Top of RECORDS TO USE

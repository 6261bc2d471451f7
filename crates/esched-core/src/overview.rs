use serde::Serialize;

use crate::budget::used_hours;
use crate::model::{Session, YearMonth};
use crate::planner::Planner;

/// A schedule trimmed to the sessions that fall inside the overview month.
#[derive(Debug, Clone, PartialEq, Serialize)]
pub struct ScheduleSummary {
    pub title: String,
    pub cohorts: Vec<String>,
    pub sessions: Vec<Session>,
}

#[derive(Debug, Clone, PartialEq, Serialize)]
pub struct CohortBudget {
    pub name: String,
    pub color: String,
    pub monthly_hours: u32,
    pub used_hours: f64,
    pub remaining_hours: f64,
}

/// Everything booked in a month plus each cohort's standing.
#[derive(Debug, Clone, PartialEq, Serialize)]
pub struct MonthOverview {
    pub month: String,
    pub schedules: Vec<ScheduleSummary>,
    pub budgets: Vec<CohortBudget>,
}

impl MonthOverview {
    pub fn build(planner: &Planner, month: YearMonth) -> Self {
        let schedules = planner
            .schedules()
            .iter()
            .filter_map(|schedule| {
                let sessions: Vec<Session> = schedule.sessions_in(month).copied().collect();
                (!sessions.is_empty()).then(|| ScheduleSummary {
                    title: schedule.title.clone(),
                    cohorts: schedule.cohorts.clone(),
                    sessions,
                })
            })
            .collect();

        let budgets = planner
            .cohorts()
            .iter()
            .map(|cohort| CohortBudget {
                name: cohort.name().to_string(),
                color: cohort.color().to_string(),
                monthly_hours: cohort.monthly_hours(),
                used_hours: used_hours(cohort.name(), month, planner.schedules()),
                remaining_hours: planner.remaining_hours(cohort.name(), month),
            })
            .collect();

        Self {
            month: month.to_string(),
            schedules,
            budgets,
        }
    }
}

Bottom of RECORDS TO USE

--- WHAT TO WORK ON ---
Provide an exact copy of all the material.

--- ANSWER TO THIS TASK ---
repository 6261bc2d471451f7
filename crates/esched-core/src/overview.rs
use serde::Serialize;

use crate::budget::used_hours;
use crate::model::{Session, YearMonth};
use crate::planner::Planner;

/// A schedule trimmed to the sessions that fall inside the overview month.
#[derive(Debug, Clone, PartialEq, Serialize)]
pub struct ScheduleSummary {
    pub title: String,
    pub cohorts: Vec<String>,
    pub sessions: Vec<Session>,
}

#[derive(Debug, Clone, PartialEq, Serialize)]
pub struct CohortBudget {
    pub name: String,
    pub color: String,
    pub monthly_hours: u32,
    pub used_hours: f64,
    pub remaining_hours: f64,
}

/// Everything booked in a month plus each cohort's standing.
#[derive(Debug, Clone, PartialEq, Serialize)]
pub struct MonthOverview {
    pub month: String,
    pub schedules: Vec<ScheduleSummary>,
    pub budgets: Vec<CohortBudget>,
}

impl MonthOverview {
    pub fn build(planner: &Planner, month: YearMonth) -> Self {
        let schedules = planner
            .schedules()
            .iter()
            .filter_map(|schedule| {
                let sessions: Vec<Session> = schedule.sessions_in(month).copied().collect();
                (!sessions.is_empty()).then(|| ScheduleSummary {
                    title: schedule.title.clone(),
                    cohorts: schedule.cohorts.clone(),
                    sessions,
                })
            })
            .collect();

        let budgets = planner
            .cohorts()
            .iter()
            .map(|cohort| CohortBudget {
                name: cohort.name().to_string(),
                color: cohort.color().to_string(),
                monthly_hours: cohort.monthly_hours(),
                used_hours: used_hours(cohort.name(), month, planner.schedules()),
                remaining_hours: planner.remaining_hours(cohort.name(), month),
            })
            .collect();

        Self {
            month: month.to_string(),
            schedules,
            budgets,
        }
    }
}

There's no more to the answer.